Natural Analogue Constraints on Europa's Non‐ice Surface Material

Año Publicación:  2019
Responsable: M. Fox-Powell et al.
Journal, Volumen y páginas:
Geophysical Research Letters, 46(11), 5759-5767


M. Fox-Powell, G. R. Osinski, D. Applin, J. M. Stromberg, F. Gázquez, et al.


Non-icy material on the surface of Jupiter's moon Europa is hypothesized to have originated from its subsurface ocean and thus provide a record of ocean composition and habitability. The nature of this material is debated, but observations suggest that it comprises hydrated sulfate and chloride salts. Analogue spectroscopic studies have previously focused on single-phase salts under controlled laboratory conditions.

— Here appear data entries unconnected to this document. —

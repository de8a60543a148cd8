//! HTTP client for the Core API.
//!
//! The Core API owns the device inventory, live measurements, preference
//! and forecast series, and accepts setpoint/schedule writes. Everything
//! the controller knows about the building flows through this interface;
//! the trait seam keeps the planner, limiter and dispatcher testable
//! without a network.

use crate::domain::{Device, TimeSeries};
use crate::error::ControlError;
use async_trait::async_trait;
use chrono::{DateTime, Utc};
use reqwest::Client;
use serde::Deserialize;
use std::time::Duration;
use tracing::{debug, warn};

/// Weather endpoints expose both measured history and forecasts.
#[derive(Debug, Clone, Copy, PartialEq, Eq)]
pub enum WeatherScope {
    Historic,
    Forecast,
}

impl WeatherScope {
    fn path_segment(&self) -> &'static str {
        match self {
            WeatherScope::Historic => "historic",
            WeatherScope::Forecast => "forecast",
        }
    }
}

#[async_trait]
pub trait CoreApi: Send + Sync {
    async fn devices(&self) -> Result<Vec<Device>, ControlError>;

    async fn device_state(&self, device_id: &str, field: Option<&str>)
        -> Result<f64, ControlError>;

    /// Current total building consumption in kW, positive for draw.
    async fn building_consumption(&self) -> Result<f64, ControlError>;

    async fn preferences(
        &self,
        preference_type: &str,
        device_id: &str,
        start: DateTime<Utc>,
        stop: DateTime<Utc>,
    ) -> Result<TimeSeries, ControlError>;

    async fn historic(
        &self,
        historic_type: &str,
        start: DateTime<Utc>,
        stop: DateTime<Utc>,
        device_id: Option<&str>,
    ) -> Result<TimeSeries, ControlError>;

    async fn weather(
        &self,
        scope: WeatherScope,
        variable: &str,
        start: DateTime<Utc>,
        stop: DateTime<Utc>,
    ) -> Result<TimeSeries, ControlError>;

    async fn non_controllable_forecast(
        &self,
        variable: &str,
        start: DateTime<Utc>,
        stop: DateTime<Utc>,
    ) -> Result<TimeSeries, ControlError>;

    async fn post_setpoint(&self, device_id: &str, setpoint: f64) -> Result<(), ControlError>;

    async fn post_schedule(
        &self,
        priority: i64,
        body: &serde_json::Value,
    ) -> Result<(), ControlError>;
}

/// `GET /devices` envelope.
#[derive(Debug, Deserialize)]
struct DevicesEnvelope {
    content: Vec<Device>,
}

/// `GET /building/consumption` payload. The meter reports consumption as
/// negative; the sign is flipped so positive means draw from the grid.
#[derive(Debug, Deserialize)]
struct ConsumptionPayload {
    total_consumption: f64,
}

const MAX_GET_ATTEMPTS: u32 = 3;
const RETRY_BACKOFF_MS: u64 = 250;

pub struct HttpCoreApi {
    client: Client,
    base_url: String,
}

impl HttpCoreApi {
    pub fn new(base_url: &str, timeout: Duration) -> Self {
        Self {
            client: Client::builder()
                .timeout(timeout)
                .build()
                .unwrap_or_default(),
            base_url: base_url.trim_end_matches('/').to_string(),
        }
    }

    fn url(&self, path: &str) -> String {
        format!("{}{path}", self.base_url)
    }

    /// GET with bounded retry. Transient failures (connect errors,
    /// timeouts, 5xx) are retried up to three times with a short backoff,
    /// then surfaced as `DATA_UNAVAILABLE` for the cycle.
    async fn get_json<T: serde::de::DeserializeOwned>(
        &self,
        path: &str,
        query: &[(&str, String)],
    ) -> Result<T, ControlError> {
        let url = self.url(path);
        let mut last_error = String::new();
        for attempt in 1..=MAX_GET_ATTEMPTS {
            let result = self.client.get(&url).query(query).send().await;
            match result {
                Ok(response) if response.status().is_success() => {
                    return response.json::<T>().await.map_err(|e| {
                        ControlError::DataUnavailable(format!("{url}: malformed body: {e}"))
                    });
                }
                Ok(response) if response.status().is_client_error() => {
                    return Err(ControlError::DataUnavailable(format!(
                        "{url}: status {}",
                        response.status()
                    )));
                }
                Ok(response) => {
                    last_error = format!("status {}", response.status());
                }
                Err(e) => {
                    last_error = e.to_string();
                }
            }
            if attempt < MAX_GET_ATTEMPTS {
                debug!(url = %url, attempt, error = %last_error, "retrying core api call");
                tokio::time::sleep(Duration::from_millis(RETRY_BACKOFF_MS * attempt as u64)).await;
            }
        }
        warn!(url = %url, error = %last_error, "core api call exhausted retries");
        Err(ControlError::DataUnavailable(format!("{url}: {last_error}")))
    }

    async fn post_json(
        &self,
        path: &str,
        body: &serde_json::Value,
    ) -> Result<(), ControlError> {
        let url = self.url(path);
        let response = self
            .client
            .post(&url)
            .json(body)
            .send()
            .await
            .map_err(|e| ControlError::WriteFailed(format!("{url}: {e}")))?;
        if !response.status().is_success() {
            return Err(ControlError::WriteFailed(format!(
                "{url}: status {}",
                response.status()
            )));
        }
        Ok(())
    }
}

#[async_trait]
impl CoreApi for HttpCoreApi {
    async fn devices(&self) -> Result<Vec<Device>, ControlError> {
        let envelope: DevicesEnvelope = self.get_json("/devices", &[]).await?;
        Ok(envelope.content)
    }

    async fn device_state(
        &self,
        device_id: &str,
        field: Option<&str>,
    ) -> Result<f64, ControlError> {
        let path = format!("/devices/state/{device_id}");
        let mut query = Vec::new();
        if let Some(field) = field {
            query.push(("field", field.to_string()));
        }
        self.get_json(&path, &query).await
    }

    async fn building_consumption(&self) -> Result<f64, ControlError> {
        let payload: ConsumptionPayload = self.get_json("/building/consumption", &[]).await?;
        Ok(-payload.total_consumption)
    }

    async fn preferences(
        &self,
        preference_type: &str,
        device_id: &str,
        start: DateTime<Utc>,
        stop: DateTime<Utc>,
    ) -> Result<TimeSeries, ControlError> {
        self.get_json(
            "/preferences",
            &[
                ("type", preference_type.to_string()),
                ("device_id", device_id.to_string()),
                ("start", start.to_rfc3339()),
                ("stop", stop.to_rfc3339()),
            ],
        )
        .await
    }

    async fn historic(
        &self,
        historic_type: &str,
        start: DateTime<Utc>,
        stop: DateTime<Utc>,
        device_id: Option<&str>,
    ) -> Result<TimeSeries, ControlError> {
        let mut query = vec![
            ("type", historic_type.to_string()),
            ("start", start.to_rfc3339()),
            ("stop", stop.to_rfc3339()),
        ];
        if let Some(device_id) = device_id {
            query.push(("device_id", device_id.to_string()));
        }
        self.get_json("/historic", &query).await
    }

    async fn weather(
        &self,
        scope: WeatherScope,
        variable: &str,
        start: DateTime<Utc>,
        stop: DateTime<Utc>,
    ) -> Result<TimeSeries, ControlError> {
        let path = format!("/weather/{}", scope.path_segment());
        self.get_json(
            &path,
            &[
                ("variable", variable.to_string()),
                ("start", start.to_rfc3339()),
                ("stop", stop.to_rfc3339()),
            ],
        )
        .await
    }

    async fn non_controllable_forecast(
        &self,
        variable: &str,
        start: DateTime<Utc>,
        stop: DateTime<Utc>,
    ) -> Result<TimeSeries, ControlError> {
        self.get_json(
            "/forecast/non_controllable",
            &[
                ("variable", variable.to_string()),
                ("start", start.to_rfc3339()),
                ("stop", stop.to_rfc3339()),
            ],
        )
        .await
    }

    async fn post_setpoint(&self, device_id: &str, setpoint: f64) -> Result<(), ControlError> {
        let path = format!("/devices/setpoint/{device_id}");
        self.post_json(&path, &serde_json::json!({ "setpoint": setpoint }))
            .await
    }

    async fn post_schedule(
        &self,
        priority: i64,
        body: &serde_json::Value,
    ) -> Result<(), ControlError> {
        let path = format!("/devices/schedule/{priority}");
        self.post_json(&path, body).await
    }
}

#[cfg(test)]
mod tests {
    use super::*;

    #[test]
    fn base_url_trailing_slash_is_normalized() {
        let api = HttpCoreApi::new("http://localhost:8000/", Duration::from_secs(5));
        assert_eq!(api.url("/devices"), "http://localhost:8000/devices");
    }

    #[test]
    fn consumption_sign_is_flipped() {
        let payload: ConsumptionPayload =
            serde_json::from_str(r#"{"total_consumption": -6.2}"#).unwrap();
        assert!((-payload.total_consumption - 6.2).abs() < f64::EPSILON);
    }
}
//! Solver hand-off and primal extraction.

use crate::devices::Signal;
use crate::domain::DeviceKind;
use crate::error::ControlError;
use crate::planner::builder::BuiltPlan;
use good_lp::{default_solver, ResolutionError, Solution, SolverModel};
use std::time::Instant;
use tracing::{info, warn};

const EXCLUSIVITY_EPSILON_KW: f64 = 1e-6;

/// One evaluated result series, in the signal's unit.
#[derive(Debug, Clone, PartialEq)]
pub struct NumericSeries {
    pub entity_id: String,
    pub kind: DeviceKind,
    pub signal: Signal,
    pub is_control: bool,
    pub values: Vec<f64>,
}

/// The numeric result of one planning cycle.
#[derive(Debug, Clone)]
pub struct PlanOutcome {
    pub horizon: crate::domain::Horizon,
    pub series: Vec<NumericSeries>,
    pub net_kw: Vec<f64>,
    pub wall: std::time::Duration,
    pub status: &'static str,
}

/// Solve the assembled program and evaluate every planned series.
///
/// CPU-bound: callers run this on a blocking worker so the real-time
/// limiter's tick period stays unaffected.
pub fn solve(plan: BuiltPlan) -> Result<PlanOutcome, ControlError> {
    let n = plan.horizon.steps();

    // With no device sub-models the program has no variables; the net
    // exchange is just the non-controllable forecast and the limit check
    // is immediate.
    if plan.model_count == 0 {
        for k in 0..n {
            if plan.non_controllable_kw[k] > plan.limit_kw[k] + 1e-9 {
                return Err(ControlError::SolverInfeasible);
            }
        }
        info!("no controllable devices, plan is the uncontrolled forecast");
        return Ok(PlanOutcome {
            horizon: plan.horizon,
            series: Vec::new(),
            net_kw: plan.non_controllable_kw.clone(),
            wall: std::time::Duration::ZERO,
            status: "OPTIMAL",
        });
    }

    let started = Instant::now();
    let mut model = plan.vars.minimise(plan.objective).using(default_solver);
    for constraint in plan.constraints {
        model = model.with(constraint);
    }
    let solution = model.solve().map_err(map_resolution_error)?;
    let wall = started.elapsed();
    info!(
        wall_ms = wall.as_millis() as u64,
        mixed_integer = plan.has_binaries,
        "solver finished"
    );

    let mut series: Vec<NumericSeries> = plan
        .series
        .iter()
        .map(|planned| NumericSeries {
            entity_id: planned.entity_id.clone(),
            kind: planned.kind,
            signal: planned.signal,
            is_control: planned.is_control,
            values: planned
                .steps
                .iter()
                .map(|expr| solution.eval(expr.clone()))
                .collect(),
        })
        .collect();
    let net_kw: Vec<f64> = plan
        .net_kw
        .iter()
        .map(|expr| solution.eval(expr.clone()))
        .collect();

    // Relaxed charge/discharge exclusivity: losses make simultaneous
    // nonzero pairs suboptimal, but degenerate prices can still produce
    // one. Zero the smaller side in the published control series.
    for guard in &plan.guards {
        for k in 0..guard.charge_kw.len() {
            let charge = solution.value(guard.charge_kw[k]);
            let discharge = solution.value(guard.discharge_kw[k]);
            if charge.min(discharge) > EXCLUSIVITY_EPSILON_KW {
                warn!(
                    entity_id = %guard.entity_id,
                    step = k,
                    charge_kw = charge,
                    discharge_kw = discharge,
                    "simultaneous charge and discharge, zeroing the smaller side"
                );
                let corrected_w = if charge >= discharge {
                    1000.0 * charge
                } else {
                    -1000.0 * discharge
                };
                if let Some(power) = series.iter_mut().find(|s| {
                    s.entity_id == guard.entity_id && s.signal == Signal::PowerW && s.is_control
                }) {
                    power.values[k] = corrected_w;
                }
            }
        }
    }

    Ok(PlanOutcome {
        horizon: plan.horizon,
        series,
        net_kw,
        wall,
        status: "OPTIMAL",
    })
}

fn map_resolution_error(error: ResolutionError) -> ControlError {
    match error {
        ResolutionError::Infeasible => ControlError::SolverInfeasible,
        ResolutionError::Unbounded => ControlError::SolverUnbounded,
        other => ControlError::SolverError(other.to_string()),
    }
}

#[cfg(test)]
mod tests {
    use super::*;
    use crate::domain::Horizon;
    use chrono::{Duration, TimeZone, Utc};
    use good_lp::{Expression, ProblemVariables};

    fn horizon() -> Horizon {
        let start = Utc.with_ymd_and_hms(2025, 5, 26, 19, 0, 0).unwrap();
        Horizon::new(start, start + Duration::minutes(10), 10).unwrap()
    }

    fn constant_plan(su: f64, limit: f64) -> BuiltPlan {
        BuiltPlan {
            horizon: horizon(),
            vars: ProblemVariables::new(),
            objective: Expression::from_other_affine(0.0),
            constraints: Vec::new(),
            series: Vec::new(),
            guards: Vec::new(),
            net_kw: vec![Expression::from_other_affine(su)],
            price: vec![0.1],
            limit_kw: vec![limit],
            non_controllable_kw: vec![su],
            model_count: 0,
            has_binaries: false,
        }
    }

    #[test]
    fn zero_devices_solves_trivially_when_within_limit() {
        let outcome = solve(constant_plan(2.0, 10.0)).unwrap();
        assert_eq!(outcome.status, "OPTIMAL");
        assert_eq!(outcome.net_kw, vec![2.0]);
        assert!(outcome.series.is_empty());
    }

    #[test]
    fn zero_devices_over_limit_is_infeasible() {
        let err = solve(constant_plan(2.0, 0.5)).unwrap_err();
        assert_eq!(err.kind(), "SOLVER_INFEASIBLE");
    }
}
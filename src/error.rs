use thiserror::Error;

/// Error taxonomy for the control plane.
///
/// Every failure that crosses a module boundary is one of these kinds;
/// the dispatcher decides per kind whether a cycle is failed, retried or
/// silently degraded.
#[derive(Debug, Error)]
pub enum ControlError {
    #[error("invalid configuration: {0}")]
    ConfigInvalid(String),

    #[error("required data unavailable: {0}")]
    DataUnavailable(String),

    #[error("invalid horizon: {0}")]
    HorizonInvalid(String),

    #[error("thermal model load failed: {0}")]
    ModelLoadFailed(String),

    #[error("thermal model learning failed: {0}")]
    ModelLearnFailed(String),

    #[error("planning problem is infeasible")]
    SolverInfeasible,

    #[error("planning problem is unbounded")]
    SolverUnbounded,

    #[error("solver failure: {0}")]
    SolverError(String),

    #[error("write failed: {0}")]
    WriteFailed(String),

    #[error("transient bus failure: {0}")]
    BusTransient(String),
}

impl ControlError {
    /// Stable machine-readable tag, used in log fields and bus acks.
    pub fn kind(&self) -> &'static str {
        match self {
            ControlError::ConfigInvalid(_) => "CONFIG_INVALID",
            ControlError::DataUnavailable(_) => "DATA_UNAVAILABLE",
            ControlError::HorizonInvalid(_) => "HORIZON_INVALID",
            ControlError::ModelLoadFailed(_) => "MODEL_LOAD_FAILED",
            ControlError::ModelLearnFailed(_) => "MODEL_LEARN_FAILED",
            ControlError::SolverInfeasible => "SOLVER_INFEASIBLE",
            ControlError::SolverUnbounded => "SOLVER_UNBOUNDED",
            ControlError::SolverError(_) => "SOLVER_ERROR",
            ControlError::WriteFailed(_) => "WRITE_FAILED",
            ControlError::BusTransient(_) => "BUS_TRANSIENT",
        }
    }

    /// Whether the failure leaves previously published state in place.
    ///
    /// Solver and data failures never roll back the prior schedule; the
    /// last accepted dispatch keeps running until a later cycle succeeds.
    pub fn preserves_prior_schedule(&self) -> bool {
        !matches!(self, ControlError::ConfigInvalid(_))
    }
}

#[cfg(test)]
mod tests {
    use super::*;

    #[test]
    fn kinds_are_stable_tags() {
        assert_eq!(ControlError::SolverInfeasible.kind(), "SOLVER_INFEASIBLE");
        assert_eq!(
            ControlError::DataUnavailable("x".into()).kind(),
            "DATA_UNAVAILABLE"
        );
        assert_eq!(
            ControlError::HorizonInvalid("x".into()).kind(),
            "HORIZON_INVALID"
        );
    }

    #[test]
    fn only_config_errors_are_fatal() {
        assert!(!ControlError::ConfigInvalid("x".into()).preserves_prior_schedule());
        assert!(ControlError::SolverInfeasible.preserves_prior_schedule());
        assert!(ControlError::WriteFailed("x".into()).preserves_prior_schedule());
    }
}
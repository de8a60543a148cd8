//! Persistence and freshness policy for the thermal-model artifact.
//!
//! The artifact is a single JSON file `{ax, au, aw, learned_at}` written
//! by the learner and read once per planning cycle. A model older than
//! the configured TTL triggers a relearn; a failed relearn falls back to
//! the prior artifact, or to the default model when none exists. Learning
//! failures never fail a planning cycle.

use crate::core_api::CoreApi;
use crate::domain::{Device, DeviceKind, ThermalModel};
use crate::error::ControlError;
use crate::thermal::learner::{self, LearningData, RidgeWeights};
use chrono::{DateTime, Duration, Utc};
use nalgebra::DMatrix;
use std::collections::BTreeSet;
use std::path::{Path, PathBuf};
use tracing::{info, warn};

pub struct ThermalStore {
    path: PathBuf,
    ttl: Duration,
}

impl ThermalStore {
    pub fn new(path: impl Into<PathBuf>, ttl: Duration) -> Self {
        Self {
            path: path.into(),
            ttl,
        }
    }

    pub fn load(&self) -> Result<ThermalModel, ControlError> {
        let raw = std::fs::read_to_string(&self.path)
            .map_err(|e| ControlError::ModelLoadFailed(format!("{}: {e}", self.path.display())))?;
        let model: ThermalModel = serde_json::from_str(&raw)
            .map_err(|e| ControlError::ModelLoadFailed(format!("{}: {e}", self.path.display())))?;
        model.validate()?;
        Ok(model)
    }

    /// Write `latest` plus a timestamped sibling for traceability.
    pub fn save(&self, model: &ThermalModel) -> Result<(), ControlError> {
        let body = serde_json::to_string_pretty(model)
            .map_err(|e| ControlError::WriteFailed(e.to_string()))?;
        if let Some(parent) = self.path.parent() {
            std::fs::create_dir_all(parent)
                .map_err(|e| ControlError::WriteFailed(format!("{}: {e}", parent.display())))?;
        }
        std::fs::write(&self.path, &body)
            .map_err(|e| ControlError::WriteFailed(format!("{}: {e}", self.path.display())))?;

        let stamped = self.stamped_path(model.learned_at);
        if let Err(e) = std::fs::write(&stamped, &body) {
            warn!(path = %stamped.display(), error = %e, "failed to write dated thermal model copy");
        }
        Ok(())
    }

    fn stamped_path(&self, learned_at: DateTime<Utc>) -> PathBuf {
        let stamp = learned_at
            .format("%Y-%m-%dT%H-%M-%S")
            .to_string();
        let directory = self.path.parent().unwrap_or_else(|| Path::new("."));
        directory.join(format!("{stamp}.json"))
    }

    /// Return a usable thermal model, relearning when the artifact is
    /// missing, stale or unreadable. Never fails: a learn failure falls
    /// back to the prior artifact or the default near-diagonal model.
    pub async fn validate_or_learn(
        &self,
        api: &dyn CoreApi,
        lookback: Duration,
        now: DateTime<Utc>,
    ) -> ThermalModel {
        let prior = self.load();
        if let Ok(model) = &prior {
            if model.is_fresh(self.ttl, now) {
                info!(learned_at = %model.learned_at, "thermal model is fresh, reusing");
                return model.clone();
            }
            info!(learned_at = %model.learned_at, "thermal model is stale, relearning");
        } else {
            info!("no usable thermal model artifact, learning");
        }

        match self.learn(api, lookback, now).await {
            Ok(model) => {
                if let Err(e) = self.save(&model) {
                    warn!(error = %e, "failed to persist learned thermal model");
                }
                model
            }
            Err(e) => {
                warn!(error = %e, kind = e.kind(), "thermal learning failed");
                match prior {
                    Ok(model) => {
                        warn!("keeping prior thermal model for this cycle");
                        model
                    }
                    Err(_) => {
                        let zones = self.zone_count(api).await;
                        warn!(zones, "falling back to default thermal model");
                        let model = crate::thermal::default_model(zones);
                        if let Err(e) = self.save(&model) {
                            warn!(error = %e, "failed to persist default thermal model");
                        }
                        model
                    }
                }
            }
        }
    }

    async fn zone_count(&self, api: &dyn CoreApi) -> usize {
        match api.devices().await {
            Ok(devices) => space_heating_zones(&devices).len().max(1),
            Err(_) => 1,
        }
    }

    /// Fetch historical traces and fit the model.
    async fn learn(
        &self,
        api: &dyn CoreApi,
        lookback: Duration,
        now: DateTime<Utc>,
    ) -> Result<ThermalModel, ControlError> {
        let devices = api.devices().await?;
        let zones = space_heating_zones(&devices);
        if zones.is_empty() {
            return Err(ControlError::ModelLearnFailed(
                "no space heating devices in inventory".into(),
            ));
        }

        let start = now - lookback;
        let mut temperature_series = Vec::with_capacity(zones.len());
        let mut consumption_series = Vec::with_capacity(zones.len());
        for zone in &zones {
            temperature_series.push(
                api.historic("tz-temperature", start, now, Some(&zone.entity_id))
                    .await?,
            );
            consumption_series.push(
                api.historic("tz-electric-consumption", start, now, Some(&zone.entity_id))
                    .await?,
            );
        }
        let outdoor = api
            .weather(crate::core_api::WeatherScope::Historic, "temperature", start, now)
            .await?;

        // Trim all traces to their common timestamps before stacking.
        let mut common: BTreeSet<_> = temperature_series[0].0.keys().copied().collect();
        for series in temperature_series[1..].iter().chain(consumption_series.iter()) {
            common = common
                .intersection(&series.0.keys().copied().collect())
                .copied()
                .collect();
        }
        common = common
            .intersection(&outdoor.0.keys().copied().collect())
            .copied()
            .collect();
        let timestamps: Vec<_> = common.into_iter().collect();
        let samples = timestamps.len();
        let z = zones.len();
        if samples < 2 {
            return Err(ControlError::ModelLearnFailed(format!(
                "only {samples} aligned historical samples"
            )));
        }

        let temperatures = DMatrix::from_fn(z, samples, |i, k| {
            temperature_series[i].0[&timestamps[k]]
        });
        // Meter sign convention is negative-for-consumption in W; the
        // learner wants positive kW, clamped at zero.
        let heater_powers = DMatrix::from_fn(z, samples, |i, k| {
            (-consumption_series[i].0[&timestamps[k]] / 1000.0).max(0.0)
        });
        let disturbances = DMatrix::from_fn(1, samples, |_, k| outdoor.0[&timestamps[k]]);

        learner::fit(
            &LearningData {
                temperatures,
                heater_powers,
                disturbances,
            },
            RidgeWeights::default(),
        )
    }
}

/// Space-heating devices in planner zone order (ascending priority).
pub fn space_heating_zones(devices: &[Device]) -> Vec<Device> {
    let mut zones: Vec<Device> = devices
        .iter()
        .filter(|d| d.kind() == DeviceKind::SpaceHeating)
        .cloned()
        .collect();
    zones.sort_by_key(|d| d.priority);
    zones
}
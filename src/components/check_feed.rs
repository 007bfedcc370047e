//! Check Feed Component
//!
//! The `#checks` container all rendered records accumulate into.

use leptos::*;

use crate::components::CheckCard;
use crate::state::global::GlobalState;

/// Check feed container: record blocks interleaved with separators,
/// in arrival order
#[component]
pub fn CheckFeed() -> impl IntoView {
    let state = use_context::<GlobalState>().expect("GlobalState not found");

    view! {
        <div id="checks" class="checks">
            {move || {
                let checks = state.checks.get();

                if checks.is_empty() {
                    return view! {
                        <p class="text-gray-400 text-sm">"Waiting for checks..."</p>
                    }
                    .into_view();
                }

                checks
                    .into_iter()
                    .map(|record| {
                        view! {
                            <CheckCard record=record />
                            <div class="checksep"></div>
                        }
                    })
                    .collect_view()
            }}
        </div>
    }
}
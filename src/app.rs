//! App Root Component
//!
//! Main application component with global providers and layout.

use leptos::*;

use crate::components::CheckFeed;
use crate::config;
use crate::state::global::{provide_global_state, ConnState, GlobalState};
use crate::state::websocket::init_stream;

/// Root application component
#[component]
pub fn App() -> impl IntoView {
    // Provide global state to all components
    provide_global_state();

    // Open the check-stream connection
    let state = use_context::<GlobalState>().expect("GlobalState not found");
    init_stream(state.clone(), &config::get_stream_url());

    view! {
        <div class="min-h-screen bg-gray-900 text-white flex flex-col">
            // Header
            <header class="bg-gray-800 border-b border-gray-700">
                <div class="container mx-auto px-4">
                    <div class="flex items-center justify-between h-16">
                        <div class="flex items-center space-x-3">
                            <span class="text-2xl">"🩺"</span>
                            <span class="text-xl font-bold text-white">"smon"</span>
                        </div>
                        <span class="text-sm text-gray-400">"server checks"</span>
                    </div>
                </div>
            </header>

            // Main content area
            <main class="flex-1 container mx-auto px-4 py-8 pb-24">
                <CheckFeed />
            </main>

            // Footer with connection status
            <Footer />
        </div>
    }
}

/// Footer component showing connection status
#[component]
fn Footer() -> impl IntoView {
    let state = use_context::<GlobalState>().expect("GlobalState not found");

    view! {
        <footer class="fixed bottom-0 left-0 right-0 bg-gray-800 border-t border-gray-700 py-3 px-4">
            <div class="container mx-auto flex items-center justify-between text-sm">
                // Stream status
                <div class="flex items-center space-x-2">
                    {move || {
                        match state.conn.get() {
                            ConnState::Open => view! {
                                <span class="flex items-center space-x-1 text-green-400">
                                    <span class="w-2 h-2 bg-green-400 rounded-full pulse" />
                                    <span>"Connected"</span>
                                </span>
                            }.into_view(),
                            ConnState::Connecting => view! {
                                <span class="flex items-center space-x-1 text-gray-400">
                                    <span class="w-2 h-2 bg-gray-400 rounded-full" />
                                    <span>"Connecting..."</span>
                                </span>
                            }.into_view(),
                            ConnState::Closed | ConnState::Failed => view! {
                                <span class="flex items-center space-x-1 text-red-400">
                                    <span class="w-2 h-2 bg-red-400 rounded-full" />
                                    <span>"Disconnected"</span>
                                </span>
                            }.into_view(),
                        }
                    }}
                </div>

                // Last frame time
                <div class="text-gray-400">
                    {move || {
                        state.last_frame.get()
                            .and_then(|ts| chrono::DateTime::from_timestamp_millis(ts))
                            .map(|dt| format!("Last update: {}", dt.format("%H:%M:%S")))
                            .unwrap_or_else(|| "No updates yet".to_string())
                    }}
                </div>
            </div>
        </footer>
    }
}
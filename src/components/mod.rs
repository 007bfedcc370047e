//! UI Components
//!
//! Leptos components for the check feed.

pub mod check_card;
pub mod check_feed;

pub use check_card::CheckCard;
pub use check_feed::CheckFeed;
//! Check Card Component
//!
//! Renders a single check record block.

use leptos::*;

use crate::state::global::CheckRecord;

/// One rendered check record.
///
/// The status class is always the "ok" variant, matching what the feed has
/// always shown regardless of the record's reported status.
#[component]
pub fn CheckCard(record: CheckRecord) -> impl IntoView {
    view! {
        <div class="check ok">
            <div class="c_name">{record.name}</div>
            <div class="c_name">{record.timestamp}</div>
            <div class="out">{record.output}</div>
        </div>
    }
}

We investigated natural salts from perennially cold (<0 °C) hypersaline springs and characterized their reflectance properties at 100, 253, and 293 K. Despite similar major ion chemistry, these springs form mineralogically diverse deposits, which when measured at 100 K closely match reflectance spectra from Europa. In the most sulfate-rich samples, we find that spectral features predicted from laboratory salts are obscured. Our data are consistent with sulfate-dominated europan non-icy material and further show that the emplacement of endogenic sulfates on Europa's surface would not preclude a chloride-dominated ocean.